• _Exercise_: For the records below, give the number of lines that include the string "Adept". Nothing else belongs in the answer.

• _The records_:
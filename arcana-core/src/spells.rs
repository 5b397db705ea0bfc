//! Spells and the casting protocol.
//!
//! A spell is created once and then shared: wizards keep it in their set of
//! known spells, scrolls and concoctions bind it, and protections refer to it.
//! Equality is identity, carried by a [`SpellId`], so two spells with the same
//! name and numbers are still different spells.

use crate::error::{MagicError, MagicResult};
use crate::level::MagicLevel;
use crate::magic::{MagicEffectRealization, MagicSource, Stat};
use serde::{Deserialize, Serialize};
use std::fmt;
use std::hash::{Hash, Hasher};
use uuid::Uuid;

/// Unique identifier for spells.
#[derive(Debug, Clone, Copy, PartialEq, Eq, Hash, Serialize, Deserialize)]
pub struct SpellId(pub Uuid);

impl SpellId {
    pub fn new() -> Self {
        Self(Uuid::new_v4())
    }
}

impl Default for SpellId {
    fn default() -> Self {
        Self::new()
    }
}

impl fmt::Display for SpellId {
    fn fmt(&self, f: &mut fmt::Formatter<'_>) -> fmt::Result {
        write!(f, "{}", self.0)
    }
}

/// What a spell does once its mana has been paid.
#[derive(Debug, Clone, Copy, PartialEq, Eq, Serialize, Deserialize)]
pub enum SpellEffect {
    /// Damage HP or drain MP.
    Attacking {
        stat: Stat,
        percentage: bool,
        amount: u32,
    },
    /// Heal HP or restore MP.
    Healing {
        stat: Stat,
        percentage: bool,
        amount: u32,
    },
}

impl SpellEffect {
    fn amount(&self) -> (Stat, bool, u32) {
        match *self {
            SpellEffect::Attacking {
                stat,
                percentage,
                amount,
            }
            | SpellEffect::Healing {
                stat,
                percentage,
                amount,
            } => (stat, percentage, amount),
        }
    }

    /// Apply the effect to a target.
    pub fn apply(&self, target: &mut dyn MagicEffectRealization) {
        match *self {
            SpellEffect::Attacking {
                stat: Stat::Hp,
                percentage,
                amount,
            } => {
                if percentage {
                    target.take_damage_percent(amount)
                } else {
                    target.take_damage(amount)
                }
            }
            SpellEffect::Attacking {
                stat: Stat::Mp,
                percentage,
                amount,
            } => {
                if percentage {
                    target.weaken_magic_percent(amount)
                } else {
                    target.weaken_magic(amount)
                }
            }
            SpellEffect::Healing {
                stat: Stat::Hp,
                percentage,
                amount,
            } => {
                if percentage {
                    target.heal_percent(amount)
                } else {
                    target.heal(amount)
                }
            }
            SpellEffect::Healing {
                stat: Stat::Mp,
                percentage,
                amount,
            } => {
                if percentage {
                    target.enforce_magic_percent(amount)
                } else {
                    target.enforce_magic(amount)
                }
            }
        }
    }
}

/// A castable spell.
#[derive(Debug, Clone, Serialize, Deserialize)]
#[serde(try_from = "SpellRecord")]
pub struct Spell {
    id: SpellId,
    name: String,
    mana_cost: u32,
    level_needed: MagicLevel,
    effect: SpellEffect,
}

/// Serialized form of a [`Spell`], validated on the way back in.
#[derive(Deserialize)]
struct SpellRecord {
    id: SpellId,
    name: String,
    mana_cost: u32,
    level_needed: MagicLevel,
    effect: SpellEffect,
}

impl TryFrom<SpellRecord> for Spell {
    type Error = MagicError;

    fn try_from(record: SpellRecord) -> MagicResult<Self> {
        let mut spell = Spell::new(
            record.name,
            record.mana_cost,
            record.level_needed,
            record.effect,
        )?;
        spell.id = record.id;
        Ok(spell)
    }
}

impl PartialEq for Spell {
    fn eq(&self, other: &Self) -> bool {
        self.id == other.id
    }
}

impl Eq for Spell {}

impl Hash for Spell {
    fn hash<H: Hasher>(&self, state: &mut H) {
        self.id.hash(state);
    }
}

impl Spell {
    /// Create a spell with an arbitrary effect.
    ///
    /// Fails when the name is empty or a percentage exceeds 100.
    pub fn new(
        name: impl Into<String>,
        mana_cost: u32,
        level_needed: MagicLevel,
        effect: SpellEffect,
    ) -> MagicResult<Self> {
        let name = name.into();
        if name.is_empty() {
            return Err(MagicError::EmptyName { what: "Spell" });
        }
        let (_, percentage, amount) = effect.amount();
        if percentage && amount > 100 {
            return Err(MagicError::PercentageOutOfRange(amount));
        }
        Ok(Self {
            id: SpellId::new(),
            name,
            mana_cost,
            level_needed,
            effect,
        })
    }

    /// Create a spell that damages HP or drains MP.
    pub fn attacking(
        name: impl Into<String>,
        mana_cost: u32,
        level_needed: MagicLevel,
        stat: Stat,
        percentage: bool,
        amount: u32,
    ) -> MagicResult<Self> {
        Self::new(
            name,
            mana_cost,
            level_needed,
            SpellEffect::Attacking {
                stat,
                percentage,
                amount,
            },
        )
    }

    /// Create a spell that heals HP or restores MP.
    pub fn healing(
        name: impl Into<String>,
        mana_cost: u32,
        level_needed: MagicLevel,
        stat: Stat,
        percentage: bool,
        amount: u32,
    ) -> MagicResult<Self> {
        Self::new(
            name,
            mana_cost,
            level_needed,
            SpellEffect::Healing {
                stat,
                percentage,
                amount,
            },
        )
    }

    pub fn id(&self) -> SpellId {
        self.id
    }

    pub fn name(&self) -> &str {
        &self.name
    }

    pub fn mana_cost(&self) -> u32 {
        self.mana_cost
    }

    pub fn level_needed(&self) -> MagicLevel {
        self.level_needed
    }

    pub fn effect(&self) -> &SpellEffect {
        &self.effect
    }

    pub fn is_attacking(&self) -> bool {
        matches!(self.effect, SpellEffect::Attacking { .. })
    }

    /// Cast from `source` onto `target`.
    ///
    /// A protected target stops the spell before any mana is requested. A
    /// source that refuses the mana stops it before any effect. Returns true
    /// if the effect was applied.
    pub fn cast(
        &self,
        source: &mut dyn MagicSource,
        target: &mut dyn MagicEffectRealization,
    ) -> bool {
        if target.is_protected(self) {
            tracing::debug!(spell = %self.name, "spell blocked by protection");
            return false;
        }
        if !source.provide_mana(self.level_needed, self.mana_cost) {
            tracing::trace!(spell = %self.name, cost = self.mana_cost, "mana refused");
            return false;
        }
        self.effect.apply(target);
        true
    }

    /// Cast with the same object paying and receiving.
    pub fn cast_on_self<T>(&self, caster: &mut T) -> bool
    where
        T: MagicSource + MagicEffectRealization,
    {
        if caster.is_protected(self) {
            tracing::debug!(spell = %self.name, "spell blocked by protection");
            return false;
        }
        if !caster.provide_mana(self.level_needed, self.mana_cost) {
            tracing::trace!(spell = %self.name, cost = self.mana_cost, "mana refused");
            return false;
        }
        self.effect.apply(caster);
        true
    }
}

impl fmt::Display for Spell {
    fn fmt(&self, f: &mut fmt::Formatter<'_>) -> fmt::Result {
        let (stat, percentage, amount) = self.effect.amount();
        let sign = if self.is_attacking() { '-' } else { '+' };
        write!(
            f,
            "[{}({}): {} mana; {}{}{} {}]",
            self.name,
            self.level_needed,
            self.mana_cost,
            sign,
            amount,
            if percentage { " %" } else { "" },
            stat
        )
    }
}
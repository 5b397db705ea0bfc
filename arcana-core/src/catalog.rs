//! Standard spells and items.
//!
//! Standard spells are built once and shared, so every wizard that learns
//! "Diffindo" from the catalog knows the same spell and a protection against
//! it covers all of them. Standard items are handed out fresh on every call.

use crate::items::{ItemKind, MagicItem};
use crate::level::MagicLevel;
use crate::magic::Stat;
use crate::spells::Spell;

/// Get a standard spell by name.
pub fn get_spell(name: &str) -> Option<&'static Spell> {
    let name_lower = name.to_lowercase();
    SPELLS.iter().find(|s| s.name().to_lowercase() == name_lower)
}

/// Get a fresh copy of a standard item by name.
pub fn get_item(name: &str) -> Option<MagicItem> {
    let name_lower = name.to_lowercase();
    ITEMS
        .iter()
        .find(|t| t.name.to_lowercase() == name_lower)
        .and_then(ItemTemplate::instantiate)
}

/// Names of all standard spells.
pub fn spell_names() -> Vec<&'static str> {
    SPELLS.iter().map(|s| s.name()).collect()
}

/// Names of all standard items.
pub fn item_names() -> Vec<&'static str> {
    ITEMS.iter().map(|t| t.name).collect()
}

/// The recipe for a standard item.
#[derive(Debug, Clone)]
pub struct ItemTemplate {
    pub name: &'static str,
    pub usages: u32,
    pub price: u32,
    pub weight: u32,
    pub kind: ItemKind,
}

impl ItemTemplate {
    fn new(name: &'static str, usages: u32, price: u32, weight: u32, kind: ItemKind) -> Self {
        Self {
            name,
            usages,
            price,
            weight,
            kind,
        }
    }

    /// Build a new item with its own identity.
    pub fn instantiate(&self) -> Option<MagicItem> {
        MagicItem::new(
            self.name,
            self.usages,
            self.price,
            self.weight,
            self.kind.clone(),
        )
        .ok()
    }
}

fn attacking(name: &str, cost: u32, level: MagicLevel, stat: Stat, pct: bool, amount: u32) -> Option<Spell> {
    Spell::attacking(name, cost, level, stat, pct, amount).ok()
}

fn healing(name: &str, cost: u32, level: MagicLevel, stat: Stat, pct: bool, amount: u32) -> Option<Spell> {
    Spell::healing(name, cost, level, stat, pct, amount).ok()
}

fn spells_named(names: &[&str]) -> Vec<Spell> {
    names.iter().filter_map(|n| get_spell(n)).cloned().collect()
}

lazy_static::lazy_static! {
    /// Standard spells.
    pub static ref SPELLS: Vec<Spell> = [
        // Attacks
        attacking("Confringo", 10, MagicLevel::Noob, Stat::Hp, false, 20),
        attacking("Diffindo", 3, MagicLevel::Adept, Stat::Hp, false, 20),
        attacking("Expulso", 25, MagicLevel::Student, Stat::Hp, true, 30),
        attacking("Sectumsempra", 60, MagicLevel::Expert, Stat::Hp, true, 60),
        attacking("Obliviate", 15, MagicLevel::Adept, Stat::Mp, false, 40),
        attacking("Silencio", 40, MagicLevel::Student, Stat::Mp, true, 50),
        // Healing
        healing("Episkey", 5, MagicLevel::Noob, Stat::Hp, false, 20),
        healing("Vulnera Sanentur", 30, MagicLevel::Expert, Stat::Hp, true, 50),
        healing("Rennervate", 20, MagicLevel::Student, Stat::Mp, true, 25),
    ]
    .into_iter()
    .flatten()
    .collect();

    /// Standard items.
    pub static ref ITEMS: Vec<ItemTemplate> = vec![
        // Potions
        ItemTemplate::new("Wiggenweld Potion", 3, 10, 1, ItemKind::ManaPotion { amount: 15 }),
        ItemTemplate::new("Invigoration Draught", 1, 25, 1, ItemKind::ManaPotion { amount: 100 }),
        ItemTemplate::new("Essence of Dittany", 2, 12, 1, ItemKind::HealthPotion { amount: 25 }),
        // Concoctions
        ItemTemplate::new(
            "Draught of Living Death",
            1,
            40,
            2,
            ItemKind::Concoction { health: -50, mana: -50, spells: vec![] },
        ),
        ItemTemplate::new(
            "Felix Felicis",
            1,
            120,
            1,
            ItemKind::Concoction { health: 30, mana: 30, spells: spells_named(&["Episkey"]) },
        ),
        ItemTemplate::new(
            "Exploding Brew",
            1,
            35,
            3,
            ItemKind::Concoction { health: 0, mana: 0, spells: spells_named(&["Confringo", "Expulso"]) },
        ),
    ]
    .into_iter()
    .chain(
        ["Confringo", "Diffindo", "Episkey"]
            .iter()
            .filter_map(|name| get_spell(name))
            .map(|spell| {
                ItemTemplate::new(
                    scroll_name(spell.name()),
                    3,
                    30,
                    1,
                    ItemKind::Scroll { spell: spell.clone() },
                )
            }),
    )
    .collect();
}

fn scroll_name(spell: &str) -> &'static str {
    match spell {
        "Confringo" => "Scroll of Confringo",
        "Diffindo" => "Scroll of Diffindo",
        "Episkey" => "Scroll of Episkey",
        _ => "Scroll",
    }
}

• _Task solution_: 2